Assinada por Kent Walker, vice-presidente sénior da empresa norte-americana sediada na Califórnia, a resposta do Google refuta a ideia de que a falta de tráfego de outros comparadores de preços se deva à interferência deliberada do Google. E aponta para outras empresas grandes, suas concorrentes, que estão no mercado, como a Amazon e o eBay, para sustentar o argumento de que a qualidade do serviço determina as preferências dos consumidores e o Google tem muitos concorrentes de peso. 

O caso remonta a 2010, altura em que surgiram queixas de empresas concorrentes no mercado digital, como a Microsoft, por exemplo. A actual direcção do império fundado por Bill Gates não quis para já comentar a decisão que lhe parece ser favorável — o que, como sublinha a BBC, pode estar relacionado com o acordo que envolve Microsoft e Google, fechado em 2016, para evitar este tipo de batalhas legais no futuro.

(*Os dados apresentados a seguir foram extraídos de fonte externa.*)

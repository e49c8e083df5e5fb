//! Drives an external compiler over a JSON-lines session.
//!
//! The child process is started on first use and kept for the life of the
//! adapter, so an import cache inside the compiler is shared by every call on
//! the same handle. Each call writes one request line on stdin, then reads
//! stdout lines until the response line:
//!
//! ```text
//! -> {"op":"compile","source":"body { foo: add(4, 3) }","options":{"compress":true,...}}
//! <- {"call":"add","args":[{"type":"unit","value":4.0,"unit":null},{"type":"unit","value":3.0,"unit":null}]}
//! -> {"result":{"type":"unit","value":7.0,"unit":null}}
//! <- {"ok":true,"css":"body{foo:7}"}
//! ```
//!
//! A `call` line invokes a native function listed in the request options
//! (`{"kind":"native"}`); the harness answers with `result` or `error`. A
//! failed compile answers `{"ok":false,"error":"..."}`. Blank lines are
//! skipped. Plugins run on the harness side before serialization, so only
//! their resulting definitions travel.
//!
//! The child is killed when a call is dropped before its response arrives
//! (a case timeout, for instance) or when the stream stops making sense. The
//! next call starts a fresh child.

use std::collections::BTreeMap;
use std::path::{Path, PathBuf};
use std::process::Stdio;
use std::time::Duration;

use async_trait::async_trait;
use serde::{Deserialize, Serialize};
use serde_json::Value;
use tokio::io::{AsyncBufReadExt, AsyncWriteExt, BufReader, Lines};
use tokio::process::{Child, ChildStdin, ChildStdout, Command};
use tokio::sync::Mutex;
use tracing::{debug, warn};

use super::{CompileOutput, SourceMapDocument, SystemUnderTest};
use crate::configuration::{Builtin, Configuration, Function, Node, SourceMapOptions};
use crate::AdapterError;

/// How long [`ProcessAdapter::shutdown`] waits for the child to exit on EOF.
const SHUTDOWN_GRACE: Duration = Duration::from_secs(2);

#[derive(Debug, Clone, Copy, Serialize)]
#[serde(rename_all = "lowercase")]
enum Operation {
    Compile,
    Convert,
    Deps,
    Sourcemap,
}

#[derive(Debug, Serialize)]
#[serde(tag = "kind", rename_all = "lowercase")]
enum WireFunction {
    Builtin { builtin: Builtin },
    Native,
}

#[derive(Debug, Serialize)]
#[serde(rename_all = "camelCase")]
struct WireOptions {
    compress: bool,
    include_css: bool,
    prefix: Option<String>,
    hoist_atrules: bool,
    resolve_url: bool,
    sourcemap: Option<SourceMapOptions>,
    filename: Option<PathBuf>,
    paths: Vec<PathBuf>,
    globals: BTreeMap<String, Node>,
    functions: BTreeMap<String, WireFunction>,
}

/// Expects a configuration with plugins already applied.
impl From<&Configuration> for WireOptions {
    fn from(config: &Configuration) -> Self {
        Self {
            compress: config.compress,
            include_css: config.include_css,
            prefix: config.prefix.clone(),
            hoist_atrules: config.hoist_atrules,
            resolve_url: config.resolve_url,
            sourcemap: config.sourcemap.clone(),
            filename: config.filename.clone(),
            paths: config.include_paths.clone(),
            globals: config
                .globals
                .iter()
                .map(|(name, definition)| (name.clone(), definition.to_node()))
                .collect(),
            functions: config
                .functions
                .iter()
                .map(|(name, function)| {
                    let wire = match function {
                        Function::Builtin(builtin) => WireFunction::Builtin { builtin: *builtin },
                        Function::Native(_) => WireFunction::Native,
                    };
                    (name.clone(), wire)
                })
                .collect(),
        }
    }
}

#[derive(Debug, Serialize)]
struct Request<'a> {
    op: Operation,
    source: &'a str,
    #[serde(skip_serializing_if = "Option::is_none")]
    options: Option<WireOptions>,
}

#[derive(Debug, Deserialize)]
struct Response {
    ok: bool,
    #[serde(default)]
    error: Option<String>,
    #[serde(default)]
    css: Option<String>,
    #[serde(default)]
    styl: Option<String>,
    #[serde(default)]
    deps: Option<Vec<PathBuf>>,
    #[serde(default)]
    map: Option<Value>,
}

impl Response {
    fn field<T>(value: Option<T>, name: &str) -> Result<T, AdapterError> {
        value.ok_or_else(|| AdapterError::Protocol(format!("response is missing '{name}'")))
    }

    fn into_result(self) -> Result<Self, AdapterError> {
        if self.ok {
            return Ok(self);
        }
        Err(AdapterError::Compile(
            self.error
                .unwrap_or_else(|| "compiler reported failure without a message".to_string()),
        ))
    }
}

#[derive(Debug, Deserialize)]
struct FunctionCall {
    call: String,
    #[serde(default)]
    args: Vec<Node>,
}

#[derive(Debug, Deserialize)]
#[serde(untagged)]
enum Incoming {
    Call(FunctionCall),
    Response(Response),
}

#[derive(Debug, Serialize)]
#[serde(rename_all = "lowercase")]
enum CallReply {
    Result(Node),
    Error(String),
}

impl CallReply {
    fn answer(call: FunctionCall, functions: Option<&BTreeMap<String, Function>>) -> Self {
        match functions.and_then(|functions| functions.get(&call.call)) {
            Some(Function::Native(function)) => match function.call(&call.args) {
                Ok(node) => CallReply::Result(node),
                Err(message) => CallReply::Error(message),
            },
            Some(Function::Builtin(builtin)) => CallReply::Error(format!(
                "'{}' is bound to the {builtin:?} builtin, which the compiler evaluates",
                call.call
            )),
            None => CallReply::Error(format!("no function named '{}'", call.call)),
        }
    }
}

/// A running child with its pipes.
#[derive(Debug)]
struct Session {
    child: Child,
    stdin: ChildStdin,
    stdout: Lines<BufReader<ChildStdout>>,
}

impl Session {
    fn spawn(adapter: &ProcessAdapter) -> Result<Self, AdapterError> {
        let mut command = Command::new(&adapter.program);
        command
            .args(&adapter.args)
            .stdin(Stdio::piped())
            .stdout(Stdio::piped())
            .stderr(Stdio::inherit())
            .kill_on_drop(true);
        let mut child = command.spawn()?;
        debug!(program = %adapter.program.display(), pid = ?child.id(), "started compiler");

        let missing = |pipe: &str| AdapterError::Protocol(format!("compiler {pipe} is not piped"));
        let stdin = child.stdin.take().ok_or_else(|| missing("stdin"))?;
        let stdout = child.stdout.take().ok_or_else(|| missing("stdout"))?;
        Ok(Self {
            child,
            stdin,
            stdout: BufReader::new(stdout).lines(),
        })
    }

    async fn write_line(&mut self, line: &str) -> Result<(), AdapterError> {
        self.stdin.write_all(line.as_bytes()).await?;
        self.stdin.write_all(b"\n").await?;
        self.stdin.flush().await?;
        Ok(())
    }

    /// Sends one request and serves function calls until the response line.
    /// Any error leaves the stream in an unknown state.
    async fn exchange(
        &mut self,
        payload: &str,
        functions: Option<&BTreeMap<String, Function>>,
    ) -> Result<Response, AdapterError> {
        self.write_line(payload).await?;
        loop {
            let Some(line) = self.stdout.next_line().await? else {
                let status = self.child.try_wait()?;
                return Err(AdapterError::Protocol(match status {
                    Some(status) => format!("compiler exited before answering ({status})"),
                    None => "compiler closed stdout before answering".to_string(),
                }));
            };
            if line.trim().is_empty() {
                continue;
            }
            let incoming: Incoming = serde_json::from_str(&line)
                .map_err(|e| AdapterError::Protocol(format!("{e}: {line}")))?;
            match incoming {
                Incoming::Response(response) => return Ok(response),
                Incoming::Call(call) => {
                    debug!(function = %call.call, args = call.args.len(), "compiler called back");
                    let reply = CallReply::answer(call, functions);
                    let reply = serde_json::to_string(&reply)
                        .map_err(|e| AdapterError::Protocol(format!("cannot encode reply: {e}")))?;
                    self.write_line(&reply).await?;
                }
            }
        }
    }
}

/// A compiler reachable as a long-running command line program.
#[derive(Debug)]
pub struct ProcessAdapter {
    program: PathBuf,
    args: Vec<String>,
    session: Mutex<Option<Session>>,
}

impl ProcessAdapter {
    /// `command[0]` is the program, the rest its arguments. Nothing is
    /// spawned until the first call.
    pub fn new<S: AsRef<str>>(command: &[S]) -> Result<Self, AdapterError> {
        let (program, args) = command
            .split_first()
            .ok_or_else(|| AdapterError::Unsupported("empty compiler command".to_string()))?;
        Ok(Self {
            program: PathBuf::from(program.as_ref()),
            args: args.iter().map(|a| a.as_ref().to_string()).collect(),
            session: Mutex::new(None),
        })
    }

    pub fn program(&self) -> &Path {
        &self.program
    }

    /// Closes the child's stdin and waits briefly for it to exit, killing it
    /// otherwise. A later call starts a new child.
    pub async fn shutdown(&self) -> Result<(), AdapterError> {
        let Some(session) = self.session.lock().await.take() else {
            return Ok(());
        };
        let Session { mut child, stdin, .. } = session;
        drop(stdin);
        match tokio::time::timeout(SHUTDOWN_GRACE, child.wait()).await {
            Ok(status) => debug!(status = %status?, "compiler exited"),
            Err(_) => {
                warn!(program = %self.program.display(), "compiler ignored EOF; killing");
                child.kill().await?;
            }
        }
        Ok(())
    }

    async fn call(
        &self,
        op: Operation,
        source: &str,
        config: Option<&Configuration>,
    ) -> Result<Response, AdapterError> {
        let config = config.map(Configuration::with_plugins_applied);
        let request = Request {
            op,
            source,
            options: config.as_ref().map(WireOptions::from),
        };
        let payload = serde_json::to_string(&request)
            .map_err(|e| AdapterError::Protocol(format!("cannot encode request: {e}")))?;

        let mut slot = self.session.lock().await;
        let mut session = match slot.take() {
            Some(session) => session,
            None => Session::spawn(self)?,
        };
        debug!(op = ?op, bytes = payload.len(), "sending request");
        // On error or cancellation `session` is dropped here, killing the child.
        let response = session
            .exchange(&payload, config.as_ref().map(|c| &c.functions))
            .await?;
        *slot = Some(session);
        response.into_result()
    }
}

#[async_trait]
impl SystemUnderTest for ProcessAdapter {
    async fn compile(&self, source: &str, config: &Configuration) -> Result<String, AdapterError> {
        let response = self.call(Operation::Compile, source, Some(config)).await?;
        Response::field(response.css, "css")
    }

    async fn convert(&self, css: &str) -> Result<String, AdapterError> {
        let response = self.call(Operation::Convert, css, None).await?;
        Response::field(response.styl, "styl")
    }

    async fn dependencies(
        &self,
        source: &str,
        config: &Configuration,
    ) -> Result<Vec<PathBuf>, AdapterError> {
        let response = self.call(Operation::Deps, source, Some(config)).await?;
        Response::field(response.deps, "deps")
    }

    async fn compile_with_sourcemap(
        &self,
        source: &str,
        config: &Configuration,
    ) -> Result<CompileOutput, AdapterError> {
        let response = self.call(Operation::Sourcemap, source, Some(config)).await?;
        let css = Response::field(response.css, "css")?;
        let map = SourceMapDocument::try_from(Response::field(response.map, "map")?)?;
        Ok(CompileOutput { css, map })
    }
}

Mas pelo menos uma das empresas com interesse neste mercado comentou de imediato a decisão. "Toda uma indústria sofreu por causa do comportamento ilegal e anticoncorrencial do Google, e isto tornou-se uma autêntica batalha pela nossa sobrevivência", declarou à BBC o presidente-executivo da Kelkoo (uma ferramenta de pesquisa para compras online), Richard Stables.

Ser grande, mas com juízo, diz Bruxelas

Um dos parágrafos da longa decisão, que pode ser consultada na íntegra aqui (em inglês), destaca que, à luz das normas europeias, não é ilegal deter uma posição dominante no mercado. "Porém, as empresas nessa situação têm o especial dever de não abusarem desse poder de mercado restringindo a concorrência, seja nos mercados que dominam ou em mercados diferentes", lê-se na decisão.

E para a Comissão Europeia, fica claro que o "Google domina diferentes mercados das pesquisas online" no espaço económico europeu, com uma quota de mercado "que excede na maioria dos países os 90%". Por outro lado, não restam dúvidas aos responsáveis comunitários de que o Google "abusou desse poder de mercado ao dar ao seu comparador de preços uma vantagem ilegal".

Que consequências é que isto teve? A comissão enumera em dois parágrafos e publica também uma factsheet (folha de factos/dados), do qual se retiram as seguintes conclusões:

O comparador do Google registou um tráfego 45 vezes superior no Reino Unido, multiplicou-se por 35 na Alemanha, por 19 em França, por 29 na Holanda, por 17 em Espanha e por 14 em Itália.

Em sentido contrário, a concorrência "já estabelecida no mercado" quando o Google introduziu a sua primeira ferramenta (Froogle, que depois se passou a chamar Google Product search em 2008 até ser rebaptizado em 2013 com o nome actual), perdeu tráfego, dado que era despromovida nos resultados de pesquisa via Google.

Além disso, inclui um gráfico, que evidencia o poder de mercado do Google, que faz com que alguns dos cooncorrentes nunca surjam bem classificados nos resultados das pesquisas.

Continua assim o braço-de-ferro entre Bruxelas e o Google, que também se faz sentir noutros dois casos: um por alegadamente impor restrições a fabricantes de telemóvel equipados com o seu sistema operativo Android; e outro por causa da plataforma AdSense, ligada à venda de anúncios online.

E para onde irá o dinheiro, caso o Google chegue mesmo a pagar a multa? "As multas são receitas do orçamento comunitário e, por essa razão, ajudam a financiar a União Europeia e a baixar o peso fiscal sobre os cidadãos", esclarece a comissão.